Did all ten things you have listed belong to just one side of Figure 1.5?
Chances are they did not. This is why Neil Evernden calls us 'natural aliens':
we appear cusped between the natural and non-natural (Evernden, 2006).
Tim Ingold also expresses it well: “'human” is a word that points to the
existential dilemma of a creature that can know itself and the world of
which it is a part only through the renunciation of its very being in that
world' (Ingold, 2011: 113-14). Our life condition appears to be 'both/and'
rather than 'either/or', obliging us to use the contradictory ideas of nature
as 'external' and 'universal' when discussing ourselves. 18
I say contradictory because suggestions that biology 'governs' what some
take to be aspects of culture, socialisation and upbringing can cause real
alarm and very heated discussion. For example, there was something of an
outcry when the evolutionary biologists Craig Palmer and Randy Thornhill
published A natural history of rape: biological bases of sexual coercion in 2000.

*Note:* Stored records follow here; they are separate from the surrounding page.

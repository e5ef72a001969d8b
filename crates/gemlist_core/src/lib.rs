pub mod models;
pub mod providers;

pub use models::{GENERATE_CONTENT, Model};
pub use providers::{ListModelsError, ListModelsProvider};
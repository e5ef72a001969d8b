use std::borrow::Cow;

use anyhttp::HttpClient;
use secrecy::SecretString;

mod list_models;

const DEFAULT_URL: &str = "https://generativelanguage.googleapis.com";

/// Largest page the models endpoint will return.
const PAGE_SIZE: u32 = 1000;

pub struct GeminiProvider<C: HttpClient> {
    client: C,
    url: Cow<'static, str>,
    api_key: SecretString,
}

impl<C: HttpClient> GeminiProvider<C> {
    pub fn new(client: C, api_key: impl Into<SecretString>) -> Self {
        Self {
            client,
            url: Cow::Borrowed(DEFAULT_URL),
            api_key: api_key.into(),
        }
    }

    pub fn url(mut self, url: impl Into<Cow<'static, str>>) -> Self {
        let url = url.into();
        self.url = match url.strip_suffix('/') {
            Some(trimmed) => Cow::Owned(trimmed.to_owned()),
            None => url,
        };
        self
    }

    pub fn api_key(mut self, api_key: impl Into<SecretString>) -> Self {
        self.api_key = api_key.into();
        self
    }
}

According to some, by portraying men raping women as an evolutionary
adaptation, Palmer and Thornhill were diverting attention away from the
important non-biological reasons why rape occurs. Some even suggested
they were arguing the immoral and harmful actions are 'natural' - a 'fact'
of human existence. In light of this and other controversial cases, it's no
surprise at all that many philosophers, poets, novelists, sculptors, painters
and scientists still feel compelled to debate the question 'what makes
us human?' at some length (for example, see Fernandez-Armesto, 2004;
Pasternak, 2007).
METONYMY: THE 'NATURE EFFECT'
I want to round out this description of how 'nature' takes on meaning for
us by discussing a dualism I've not mentioned so far, but which has been
implicit throughout: that distinguishing the particular and the general, the
concrete and the abstract. Again, we might regard this as a rather Western
dichotomy, even though it may appear to be universal. We're very accus-
tomed to regarding any given thing not only as something in its own right,
but also as a representative of (or else departure from) something larger or
broader. This could be a law, a system, a norm, a class, a force, or a pro-
cess that transcends any one moment of time or single portion of space.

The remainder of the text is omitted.